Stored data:

============

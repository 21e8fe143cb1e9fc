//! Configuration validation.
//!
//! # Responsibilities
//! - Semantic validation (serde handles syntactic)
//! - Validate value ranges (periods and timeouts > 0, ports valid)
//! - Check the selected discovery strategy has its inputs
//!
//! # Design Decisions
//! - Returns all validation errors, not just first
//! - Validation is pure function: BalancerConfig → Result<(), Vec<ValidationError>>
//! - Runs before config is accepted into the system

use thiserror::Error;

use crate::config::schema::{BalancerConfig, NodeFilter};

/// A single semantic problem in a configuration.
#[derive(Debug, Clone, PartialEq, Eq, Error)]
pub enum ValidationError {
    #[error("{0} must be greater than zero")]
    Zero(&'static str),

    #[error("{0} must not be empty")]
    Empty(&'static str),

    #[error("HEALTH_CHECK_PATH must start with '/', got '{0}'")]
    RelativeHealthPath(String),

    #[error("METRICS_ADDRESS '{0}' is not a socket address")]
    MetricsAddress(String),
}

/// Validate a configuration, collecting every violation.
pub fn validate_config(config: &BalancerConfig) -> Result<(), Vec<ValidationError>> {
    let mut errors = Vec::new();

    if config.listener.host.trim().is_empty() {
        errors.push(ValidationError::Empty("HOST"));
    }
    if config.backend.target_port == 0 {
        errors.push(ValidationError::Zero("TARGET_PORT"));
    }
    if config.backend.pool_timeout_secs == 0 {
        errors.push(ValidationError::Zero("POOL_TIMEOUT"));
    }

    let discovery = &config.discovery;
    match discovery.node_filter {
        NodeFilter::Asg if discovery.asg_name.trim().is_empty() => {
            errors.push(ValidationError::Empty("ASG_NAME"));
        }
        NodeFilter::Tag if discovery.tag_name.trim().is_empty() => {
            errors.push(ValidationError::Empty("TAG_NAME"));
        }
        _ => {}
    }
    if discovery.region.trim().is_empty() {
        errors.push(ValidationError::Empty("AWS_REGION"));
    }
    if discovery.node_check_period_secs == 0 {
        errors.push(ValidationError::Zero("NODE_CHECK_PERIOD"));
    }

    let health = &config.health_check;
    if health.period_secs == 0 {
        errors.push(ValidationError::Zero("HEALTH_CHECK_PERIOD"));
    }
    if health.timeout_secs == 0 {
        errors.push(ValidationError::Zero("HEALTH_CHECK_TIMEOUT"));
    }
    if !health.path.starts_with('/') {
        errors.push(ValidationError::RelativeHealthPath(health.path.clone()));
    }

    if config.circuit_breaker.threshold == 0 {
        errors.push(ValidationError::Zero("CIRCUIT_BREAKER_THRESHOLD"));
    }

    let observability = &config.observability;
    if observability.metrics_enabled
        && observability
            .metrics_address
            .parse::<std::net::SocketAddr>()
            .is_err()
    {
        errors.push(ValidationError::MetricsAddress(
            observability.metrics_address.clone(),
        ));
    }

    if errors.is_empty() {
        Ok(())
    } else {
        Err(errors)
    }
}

============

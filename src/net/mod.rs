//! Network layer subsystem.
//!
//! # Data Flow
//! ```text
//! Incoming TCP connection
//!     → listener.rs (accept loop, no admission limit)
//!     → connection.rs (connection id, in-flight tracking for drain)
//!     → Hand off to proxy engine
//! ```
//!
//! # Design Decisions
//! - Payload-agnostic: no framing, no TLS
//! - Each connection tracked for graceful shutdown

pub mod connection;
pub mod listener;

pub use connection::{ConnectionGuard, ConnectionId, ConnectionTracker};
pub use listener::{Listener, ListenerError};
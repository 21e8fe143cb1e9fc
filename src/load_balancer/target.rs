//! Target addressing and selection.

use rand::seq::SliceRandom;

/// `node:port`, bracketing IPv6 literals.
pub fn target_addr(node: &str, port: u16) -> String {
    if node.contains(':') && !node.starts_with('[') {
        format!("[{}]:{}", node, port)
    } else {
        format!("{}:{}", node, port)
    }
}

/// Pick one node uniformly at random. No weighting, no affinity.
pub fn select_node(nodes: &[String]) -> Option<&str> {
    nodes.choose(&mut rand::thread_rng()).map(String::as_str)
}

============

> About this exercise: Look over the records above and copy each line that includes the string "discovery".

> Response to this task:
//! - Check the selected discovery strategy has its inputs
    let discovery = &config.discovery;
    match discovery.node_filter {
        NodeFilter::Asg if discovery.asg_name.trim().is_empty() => {
        NodeFilter::Tag if discovery.tag_name.trim().is_empty() => {
    if discovery.region.trim().is_empty() {
    if discovery.node_check_period_secs == 0 {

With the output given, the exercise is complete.